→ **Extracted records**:
====================

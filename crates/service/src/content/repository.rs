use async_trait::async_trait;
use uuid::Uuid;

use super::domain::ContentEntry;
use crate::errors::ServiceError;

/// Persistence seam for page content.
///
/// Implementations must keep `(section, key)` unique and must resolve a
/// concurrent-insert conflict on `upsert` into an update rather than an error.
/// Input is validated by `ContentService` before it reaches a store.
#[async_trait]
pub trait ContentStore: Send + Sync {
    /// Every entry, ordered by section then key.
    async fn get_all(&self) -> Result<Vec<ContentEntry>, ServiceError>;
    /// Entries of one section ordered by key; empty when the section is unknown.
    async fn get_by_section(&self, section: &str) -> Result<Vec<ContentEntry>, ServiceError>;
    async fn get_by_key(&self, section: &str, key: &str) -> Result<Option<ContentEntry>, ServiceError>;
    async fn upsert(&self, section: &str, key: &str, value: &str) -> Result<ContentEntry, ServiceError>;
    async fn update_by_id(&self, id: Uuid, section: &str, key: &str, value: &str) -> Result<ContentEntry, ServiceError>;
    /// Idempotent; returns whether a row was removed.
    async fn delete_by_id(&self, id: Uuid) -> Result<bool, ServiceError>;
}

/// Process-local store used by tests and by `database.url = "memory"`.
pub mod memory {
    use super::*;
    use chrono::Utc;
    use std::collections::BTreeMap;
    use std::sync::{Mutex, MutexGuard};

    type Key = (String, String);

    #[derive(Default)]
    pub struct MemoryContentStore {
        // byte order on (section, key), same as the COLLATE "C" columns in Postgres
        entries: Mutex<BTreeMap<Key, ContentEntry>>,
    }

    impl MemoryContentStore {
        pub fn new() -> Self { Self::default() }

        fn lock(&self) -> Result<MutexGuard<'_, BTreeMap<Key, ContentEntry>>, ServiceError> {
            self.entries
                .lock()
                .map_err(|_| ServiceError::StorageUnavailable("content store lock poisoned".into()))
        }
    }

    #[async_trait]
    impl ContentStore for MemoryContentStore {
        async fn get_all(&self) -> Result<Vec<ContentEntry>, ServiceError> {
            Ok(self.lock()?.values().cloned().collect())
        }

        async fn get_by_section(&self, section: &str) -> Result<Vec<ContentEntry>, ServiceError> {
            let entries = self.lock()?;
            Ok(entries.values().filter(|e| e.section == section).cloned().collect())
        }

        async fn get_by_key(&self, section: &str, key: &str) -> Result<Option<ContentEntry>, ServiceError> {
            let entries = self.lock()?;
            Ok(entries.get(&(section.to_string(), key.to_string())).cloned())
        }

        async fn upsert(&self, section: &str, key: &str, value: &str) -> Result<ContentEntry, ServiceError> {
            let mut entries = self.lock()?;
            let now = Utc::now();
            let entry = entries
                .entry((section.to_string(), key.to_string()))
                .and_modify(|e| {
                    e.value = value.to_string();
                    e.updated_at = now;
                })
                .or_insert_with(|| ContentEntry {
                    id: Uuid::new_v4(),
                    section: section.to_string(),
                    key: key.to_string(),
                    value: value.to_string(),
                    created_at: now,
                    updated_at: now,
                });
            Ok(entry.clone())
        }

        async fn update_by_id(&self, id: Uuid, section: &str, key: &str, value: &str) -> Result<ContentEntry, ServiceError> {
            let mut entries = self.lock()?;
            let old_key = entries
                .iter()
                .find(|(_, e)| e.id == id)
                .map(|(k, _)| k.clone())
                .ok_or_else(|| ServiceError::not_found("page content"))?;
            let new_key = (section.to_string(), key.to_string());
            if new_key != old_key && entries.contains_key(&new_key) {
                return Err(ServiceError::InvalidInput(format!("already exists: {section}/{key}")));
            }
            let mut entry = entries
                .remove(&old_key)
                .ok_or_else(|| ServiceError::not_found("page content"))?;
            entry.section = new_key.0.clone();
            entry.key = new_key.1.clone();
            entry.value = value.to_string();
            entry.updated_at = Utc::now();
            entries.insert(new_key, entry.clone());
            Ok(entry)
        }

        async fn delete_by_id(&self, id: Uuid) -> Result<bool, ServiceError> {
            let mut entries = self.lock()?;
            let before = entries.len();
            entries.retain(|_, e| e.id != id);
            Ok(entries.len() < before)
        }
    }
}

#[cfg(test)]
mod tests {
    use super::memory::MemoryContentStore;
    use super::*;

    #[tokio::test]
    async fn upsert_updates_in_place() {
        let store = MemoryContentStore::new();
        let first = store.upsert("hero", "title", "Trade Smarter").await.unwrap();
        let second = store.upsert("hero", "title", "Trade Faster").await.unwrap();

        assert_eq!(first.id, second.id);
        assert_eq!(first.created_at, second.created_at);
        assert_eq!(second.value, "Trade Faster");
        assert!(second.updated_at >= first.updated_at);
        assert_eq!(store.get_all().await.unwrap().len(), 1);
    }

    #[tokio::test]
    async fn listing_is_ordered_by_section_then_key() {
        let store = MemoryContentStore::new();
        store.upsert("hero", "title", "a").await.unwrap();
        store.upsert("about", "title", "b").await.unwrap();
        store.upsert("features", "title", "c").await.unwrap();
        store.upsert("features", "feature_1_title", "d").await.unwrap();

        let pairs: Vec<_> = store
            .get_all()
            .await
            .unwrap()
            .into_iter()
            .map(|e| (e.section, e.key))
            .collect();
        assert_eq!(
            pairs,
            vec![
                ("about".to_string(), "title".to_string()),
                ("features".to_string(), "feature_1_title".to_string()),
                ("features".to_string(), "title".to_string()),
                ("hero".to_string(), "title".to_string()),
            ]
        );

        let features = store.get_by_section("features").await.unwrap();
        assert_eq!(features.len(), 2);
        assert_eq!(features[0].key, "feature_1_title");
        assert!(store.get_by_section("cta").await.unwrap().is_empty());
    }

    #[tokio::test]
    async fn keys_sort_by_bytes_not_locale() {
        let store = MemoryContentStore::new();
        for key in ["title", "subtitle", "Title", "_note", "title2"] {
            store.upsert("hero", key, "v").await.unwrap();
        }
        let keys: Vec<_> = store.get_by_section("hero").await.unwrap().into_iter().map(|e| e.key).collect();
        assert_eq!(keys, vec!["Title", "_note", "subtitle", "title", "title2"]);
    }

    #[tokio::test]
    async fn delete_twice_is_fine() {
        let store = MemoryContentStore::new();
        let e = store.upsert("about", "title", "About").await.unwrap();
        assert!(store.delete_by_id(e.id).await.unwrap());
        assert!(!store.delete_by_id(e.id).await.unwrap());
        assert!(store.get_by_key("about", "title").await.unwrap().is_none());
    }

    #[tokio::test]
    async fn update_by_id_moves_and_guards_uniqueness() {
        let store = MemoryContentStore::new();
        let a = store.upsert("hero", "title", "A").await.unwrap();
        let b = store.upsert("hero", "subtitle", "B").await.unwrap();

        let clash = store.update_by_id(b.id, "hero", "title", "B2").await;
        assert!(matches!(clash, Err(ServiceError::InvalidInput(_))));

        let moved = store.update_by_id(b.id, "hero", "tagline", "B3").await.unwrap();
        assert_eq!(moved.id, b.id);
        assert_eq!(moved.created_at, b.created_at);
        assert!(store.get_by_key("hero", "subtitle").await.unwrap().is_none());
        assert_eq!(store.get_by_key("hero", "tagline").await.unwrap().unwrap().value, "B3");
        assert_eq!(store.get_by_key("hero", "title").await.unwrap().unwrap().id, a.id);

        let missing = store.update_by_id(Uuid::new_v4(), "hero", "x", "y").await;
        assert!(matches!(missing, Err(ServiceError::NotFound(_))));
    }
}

====================

→ **What to produce**: Only the lines that contain the string "values" should be copied from the entries above.

→ **Task answer**:
            Ok(self.lock()?.values().cloned().collect())
            Ok(entries.values().filter(|e| e.section == section).cloned().collect())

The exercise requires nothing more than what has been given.